German Faith Movement

The German Faith Movement (Deutsche Glaubensbewegung) was a religious movement in Nazi Germany (19341945), closely associated with University of Tübingen professor Jakob Wilhelm Hauer. The movement sought to move Germany away from Christianity towards a religion that was based on Germanic paganism and Nazi ideas.[1]
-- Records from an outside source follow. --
//! Argument parsing for every subcommand.

use super::parse;
use crate::cli::{Cli, CliCommand};
use clap::Parser;

#[test]
fn cli_parse_serve_defaults() {
    match parse(&["predir", "serve"]) {
        CliCommand::Serve { bind, param } => {
            assert!(bind.is_none());
            assert!(param.is_none());
        }
        _ => panic!("expected Serve"),
    }
}

#[test]
fn cli_parse_serve_overrides() {
    match parse(&["predir", "serve", "--bind", "0.0.0.0:9000", "--param", "target"]) {
        CliCommand::Serve { bind, param } => {
            assert_eq!(bind.as_deref(), Some("0.0.0.0:9000"));
            assert_eq!(param.as_deref(), Some("target"));
        }
        _ => panic!("expected Serve with overrides"),
    }
}

#[test]
fn cli_parse_resolve() {
    match parse(&["predir", "resolve", "s3://bucket/key"]) {
        CliCommand::Resolve { url } => assert_eq!(url, "s3://bucket/key"),
        _ => panic!("expected Resolve"),
    }
}

#[test]
fn cli_parse_check() {
    match parse(&["predir", "check", "S3://"]) {
        CliCommand::Check { scheme } => assert_eq!(scheme, "S3://"),
        _ => panic!("expected Check"),
    }
}

#[test]
fn cli_parse_schemes() {
    match parse(&["predir", "schemes"]) {
        CliCommand::Schemes => {}
        _ => panic!("expected Schemes"),
    }
}

#[test]
fn cli_parse_global_config_after_subcommand() {
    let cli = Cli::try_parse_from(["predir", "schemes", "--config", "/tmp/predir.toml"]).unwrap();
    assert_eq!(
        cli.config.as_deref(),
        Some(std::path::Path::new("/tmp/predir.toml"))
    );
}

#[test]
fn cli_parse_resolve_requires_url() {
    assert!(Cli::try_parse_from(["predir", "resolve"]).is_err());
}

#[test]
fn cli_parse_unknown_subcommand_fails() {
    assert!(Cli::try_parse_from(["predir", "add", "x"]).is_err());
}
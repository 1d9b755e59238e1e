//! Stage-sequential analysis pipeline.
//!
//! The pipeline walks a fixed sequence of stages:
//!
//! ```text
//! Idle -> Separated -> Trimmed -> SphereFit -> EllipsoidFit -> GraphBuilt
//!      -> GeodesicsComputed -> DeviationsAnalyzed -> VolumesComputed
//! ```
//!
//! Each stage reads the outputs of earlier stages, computes a self-contained
//! increment, and only then commits it into the pipeline state. A failing
//! stage leaves the state exactly as it was. Re-running a stage discards the
//! outputs of every later stage, and every commit bumps
//! [`AnalysisPipeline::state_version`].
//!
//! # Example
//!
//! ```
//! use cup_wear::synthetic::hemisphere_cap;
//! use cup_wear::{AnalysisParams, AnalysisPipeline, PipelineStage};
//!
//! let cap = hemisphere_cap(14.0, 0.7, 90.0);
//! let mut pipeline = AnalysisPipeline::new(cap, AnalysisParams::quick())?;
//!
//! // Step by step...
//! pipeline.separate()?;
//! pipeline.trim()?;
//! assert_eq!(pipeline.stage(), PipelineStage::Trimmed);
//!
//! // ...or everything at once.
//! let results = pipeline.run_full_analysis()?;
//! assert!(results.clusters.is_empty());
//! # Ok::<(), cup_wear::WearError>(())
//! ```

use std::fmt;
use std::sync::mpsc::{self, Receiver};
use std::thread::JoinHandle;
use std::time::Instant;

use nalgebra::{Point3, Vector3};
use tracing::{info, warn};

use crate::clustering::{cluster_anomalies, AnomalyCluster, ClusterSet};
use crate::deviation::{DeviationAnalysis, DeviationStats};
use crate::error::{WearError, WearResult};
use crate::fitting::{fit_ellipsoid, fit_sphere_robust, EllipsoidFit, RobustSphereFit, SphereFit};
use crate::geodesic::{Geodesic, GeodesicJob, GeodesicSolver};
use crate::graph::MeshGraph;
use crate::params::AnalysisParams;
use crate::progress::{
    ChannelProgressReporter, NoOpProgressReporter, ProgressEvent, ProgressReporter,
};
use crate::separate::{separate_faces, SurfaceSeparation};
use crate::tracing_ext::{log_mesh_stats, log_stage_committed, OperationTimer};
use crate::trim::trim_rim;
use crate::types::Mesh;
use crate::volume::{compute_volumes, with_cluster_volumes, VolumeReport, WearVector};

/// A pipeline stage, named after the state it leaves the pipeline in.
#[derive(Debug, Clone, Copy, PartialEq, Eq, Hash, PartialOrd, Ord)]
#[cfg_attr(feature = "config", derive(serde::Serialize, serde::Deserialize))]
#[cfg_attr(feature = "config", serde(rename_all = "snake_case"))]
pub enum PipelineStage {
    Idle,
    Separated,
    Trimmed,
    SphereFit,
    EllipsoidFit,
    GraphBuilt,
    GeodesicsComputed,
    DeviationsAnalyzed,
    VolumesComputed,
}

impl PipelineStage {
    /// Every stage in execution order.
    pub const ALL: [PipelineStage; 9] = [
        PipelineStage::Idle,
        PipelineStage::Separated,
        PipelineStage::Trimmed,
        PipelineStage::SphereFit,
        PipelineStage::EllipsoidFit,
        PipelineStage::GraphBuilt,
        PipelineStage::GeodesicsComputed,
        PipelineStage::DeviationsAnalyzed,
        PipelineStage::VolumesComputed,
    ];

    /// Human-readable name of the work that produces this stage.
    pub fn name(&self) -> &'static str {
        match self {
            PipelineStage::Idle => "idle",
            PipelineStage::Separated => "face separation",
            PipelineStage::Trimmed => "rim trimming",
            PipelineStage::SphereFit => "sphere fit",
            PipelineStage::EllipsoidFit => "ellipsoid fit",
            PipelineStage::GraphBuilt => "graph construction",
            PipelineStage::GeodesicsComputed => "geodesic computation",
            PipelineStage::DeviationsAnalyzed => "deviation analysis",
            PipelineStage::VolumesComputed => "volume computation",
        }
    }

    /// The stage whose output this stage consumes.
    pub fn previous(&self) -> Option<PipelineStage> {
        let i = *self as usize;
        i.checked_sub(1).map(|p| Self::ALL[p])
    }

    /// The stage that follows this one.
    pub fn next(&self) -> Option<PipelineStage> {
        Self::ALL.get(*self as usize + 1).copied()
    }

    /// Precondition message for running this stage out of order.
    pub fn requirement(&self) -> &'static str {
        match self {
            PipelineStage::Idle | PipelineStage::Separated => "no prerequisites",
            PipelineStage::Trimmed => "run face separation first",
            PipelineStage::SphereFit => "run rim trimming first",
            PipelineStage::EllipsoidFit => "run sphere fit first",
            PipelineStage::GraphBuilt => "run ellipsoid fit first",
            PipelineStage::GeodesicsComputed => "run graph construction first",
            PipelineStage::DeviationsAnalyzed => "run geodesic computation first",
            PipelineStage::VolumesComputed => "run deviation analysis first",
        }
    }

    /// Check if this is the terminal stage.
    pub fn is_complete(&self) -> bool {
        *self == PipelineStage::VolumesComputed
    }
}

impl fmt::Display for PipelineStage {
    fn fmt(&self, f: &mut fmt::Formatter<'_>) -> fmt::Result {
        f.write_str(self.name())
    }
}

/// Aggregate output of a complete analysis.
#[derive(Debug, Clone)]
#[cfg_attr(feature = "config", derive(serde::Serialize, serde::Deserialize))]
pub struct AnalysisResults {
    /// Robust reference sphere.
    pub sphere: SphereFit,
    pub ellipsoid: EllipsoidFit,
    /// Cup axis, from rim to pole.
    pub axis: Vector3<f64>,
    /// Meridians in bearing order.
    pub geodesics: Vec<Geodesic>,
    pub deviation_stats: DeviationStats,
    /// Distinct bump anomaly points.
    pub bump_points: usize,
    /// Distinct dip anomaly points.
    pub dip_points: usize,
    /// Clusters with their volumes filled in.
    pub clusters: ClusterSet,
    pub volumes: VolumeReport,
    /// Pole to deepest wear, if any dip cluster exists.
    pub wear_vector: Option<WearVector>,
    /// Sum of committed stage durations (ms).
    pub processing_time_ms: f64,
    /// Working mesh size.
    pub vertex_count: usize,
    pub face_count: usize,
    /// Reporting threshold the run used (µm).
    pub threshold_microns: f64,
}
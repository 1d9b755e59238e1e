//! Benchmarks for cup wear analysis.
//!
//! Run with: cargo bench -p cup-wear
//!
//! To compare against baseline:
//! 1. First run: cargo bench -p cup-wear -- --save-baseline main
//! 2. After changes: cargo bench -p cup-wear -- --baseline main

use criterion::{BenchmarkId, Criterion, Throughput, black_box, criterion_group, criterion_main};
use cup_wear::synthetic::{RadialDefect, apply_radial_defect, cup_shell, hemisphere_cap};
use cup_wear::{
    AnalysisParams, GeodesicSolver, Mesh, MeshGraph, NoOpProgressReporter, analyze, dijkstra,
    fit_ellipsoid, fit_sphere, fit_sphere_robust, separate_faces,
};
use nalgebra::{Point3, Vector3};

// =============================================================================
// Test Mesh Generation
// =============================================================================

/// A 14 mm cup cap with one 5 µm dent.
fn dented_cap(spacing: f64) -> Mesh {
    let mut cap = hemisphere_cap(14.0, spacing, 90.0);
    apply_radial_defect(&mut cap, &Point3::origin(), &RadialDefect::dent(30.0, 45.0, 2.0, 5.0));
    cap
}

fn test_caps() -> Vec<(&'static str, Mesh)> {
    vec![
        ("cap_1.0mm", dented_cap(1.0)),
        ("cap_0.5mm", dented_cap(0.5)),
        ("cap_0.25mm", dented_cap(0.25)),
    ]
}

// =============================================================================
// Graph Benchmarks
// =============================================================================

fn bench_graph(c: &mut Criterion) {
    let mut group = c.benchmark_group("Graph");

    for (name, mesh) in &test_caps() {
        group.throughput(Throughput::Elements(mesh.face_count() as u64));

        group.bench_with_input(BenchmarkId::new("build", name), mesh, |b, mesh| {
            b.iter(|| MeshGraph::build(black_box(mesh)))
        });

        if let Ok(graph) = MeshGraph::build(mesh) {
            group.bench_with_input(BenchmarkId::new("dijkstra", name), &graph, |b, graph| {
                b.iter(|| dijkstra(black_box(graph), 0))
            });
        }
    }

    group.finish();
}

// =============================================================================
// Fitting Benchmarks
// =============================================================================

fn bench_fitting(c: &mut Criterion) {
    let mut group = c.benchmark_group("Fitting");

    for (name, mesh) in &test_caps() {
        let points = &mesh.positions;
        group.throughput(Throughput::Elements(points.len() as u64));

        group.bench_with_input(BenchmarkId::new("sphere", name), points, |b, points| {
            b.iter(|| fit_sphere(black_box(points)))
        });

        group.bench_with_input(BenchmarkId::new("sphere_robust", name), points, |b, points| {
            b.iter(|| fit_sphere_robust(black_box(points), 3))
        });

        group.bench_with_input(BenchmarkId::new("ellipsoid", name), points, |b, points| {
            b.iter(|| fit_ellipsoid(black_box(points)))
        });
    }

    group.finish();
}

// =============================================================================
// Stage Benchmarks
// =============================================================================

fn bench_separation(c: &mut Criterion) {
    let mut group = c.benchmark_group("Separation");

    for spacing in [1.0, 0.5] {
        let shell = cup_shell(14.0, 16.0, spacing);
        group.throughput(Throughput::Elements(shell.face_count() as u64));

        group.bench_with_input(
            BenchmarkId::new("separate_faces", format!("shell_{spacing}mm")),
            &shell,
            |b, shell| b.iter(|| separate_faces(black_box(shell))),
        );
    }

    group.finish();
}

fn bench_meridians(c: &mut Criterion) {
    let mut group = c.benchmark_group("Meridians");
    group.sample_size(20);

    let mesh = dented_cap(0.5);
    let Ok(graph) = MeshGraph::build(&mesh) else {
        return;
    };
    let Ok(sphere) = fit_sphere(&mesh.positions) else {
        return;
    };

    for count in [36, 360] {
        group.throughput(Throughput::Elements(count as u64));
        group.bench_with_input(BenchmarkId::new("compute_all", count), &count, |b, &count| {
            b.iter(|| {
                GeodesicSolver::new(&mesh, &graph, &sphere, &Vector3::z(), count, 500)
                    .map(|solver| solver.compute_all(&NoOpProgressReporter))
            })
        });
    }

    group.finish();
}

// =============================================================================
// Full Analysis Benchmarks
// =============================================================================

fn bench_full_analysis(c: &mut Criterion) {
    let mut group = c.benchmark_group("FullAnalysis");
    group.sample_size(10);

    for (name, mesh) in &test_caps() {
        group.throughput(Throughput::Elements(mesh.face_count() as u64));

        group.bench_with_input(BenchmarkId::new("quick", name), mesh, |b, mesh| {
            b.iter(|| analyze(black_box(mesh.clone()), AnalysisParams::quick()))
        });

        group.bench_with_input(BenchmarkId::new("default", name), mesh, |b, mesh| {
            b.iter(|| analyze(black_box(mesh.clone()), AnalysisParams::default()))
        });
    }

    group.finish();
}

criterion_group!(
    benches,
    bench_graph,
    bench_fitting,
    bench_separation,
    bench_meridians,
    bench_full_analysis,
);

criterion_main!(benches);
The leader: Jakob Wilhelm Hauer

In 1933, Jakob Wilhelm Hauer started the movement as a way to gain financial footing for an institution within the religious shuffle. Hauer was initially not an obvious supporter of Adolf Hitler and started the Köngener Bund, a German Protestant youth movement, which attracted many young Germans due to its opposition of National Socialism as well as antisemitism.[2] His allegiance changed however, joining the Combat League for German Culture (Kampfbund für deutsche Kultur) in May 1933. Hauer then joined the Hitler Youth later that year, in December. The once liberal, anti-nationalist, was then inducted into the SS and SD in August 1934.[2] Hauer became the (Führer) of the German Faith Movement when it was constituted in May 1934.[2] His reign was short-lived, stepping down on April 1, 1936.[2]

History

In 1933, Germany's population of almost 60 million belonged to either the Catholic Church (20 million members) or the Protestant Church (40 million members).[3] Many Christians were initially drawn to supporting Nazism due to the emphasis on "positive Christianity," noted in Article 24 of the 1920 National Socialist Program.[3] However, two distinct Protestant factions emerged as German Christians were divided along political lines. "German Christians" (Deutsche Christen) emerged from the German Evangelical Church, adhering closely to the nationalistic and racial teachings of the Nazis and ultimately deferring to the Fuhrer's authority. The second faction was "Confessing Church" which opposed the "German Christians" and swore allegiance to "God and scripture, not a worldly Führer." [3] The Confessing Church moved to counteract the NS's grouping of all German people into a singular Protestant church (German Christians) in order to 'de-Judaize' Christianity.[2] Jakob Wilhelm Hauer founded the German Faith Movement in response to the Nazi Governments intended indoctrination of children with Christianity and attempting to outlaw all critiques of the faith.[2] Hauer was a critic of traditional Christianity but was compelled to create the German Faith Movement as a way to preserve freedom of conscience.[2] Groups like the German Faith Movement arose due to the lack of consensus within the German Protestant church. It was thought and feared by the Confessing Church that the theology taught by Karl Barth was too polarizing leading young Germans to stray away from traditional Protestantism and join more radical groups like the German Faith Movement.[4]

Movement's composition

The movement initially invited various different groups, including: religious free-thinkers (included Jews), racialists, and even socialists, to join a seemingly antagonistic group to the Nazi Church.[4] However, racialists, including Hauer, did not believe Jews should be included in the movement, thus leaving only racialists and those who had abandoned German Christianity (i.e. unconventional) to compose the German Faith Movement.[4]

Peak era and rituals

The movement's ceremonies involved sermons, German classical music and political hymns.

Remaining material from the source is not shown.